→ Work to be completed: The full data must be written out exactly, with every line included.

Stored items:
########
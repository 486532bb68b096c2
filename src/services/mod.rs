pub mod analytics;
pub mod assessment;
pub mod completion;
pub mod module;
pub mod progress;
pub mod rules;
pub mod simulation;
pub mod user;
pub mod analytics;
pub mod assessment;
pub mod audit;
pub mod content;
pub mod feedback;
pub mod progress;
pub mod simulation;
pub mod user;

pub use assessment::AssessmentType;
pub use content::QuestionBank;
pub use progress::ProgressStatus;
########
→ Result for this task:
repository 486532bb68b096c2
filename src/services/mod.rs
pub mod analytics;
pub mod assessment;
pub mod completion;
pub mod module;
pub mod progress;
pub mod rules;
pub mod simulation;
pub mod user;
pub mod analytics;
pub mod assessment;
pub mod audit;
pub mod content;
pub mod feedback;
pub mod progress;
pub mod simulation;
pub mod user;

pub use assessment::AssessmentType;
pub use content::QuestionBank;
pub use progress::ProgressStatus;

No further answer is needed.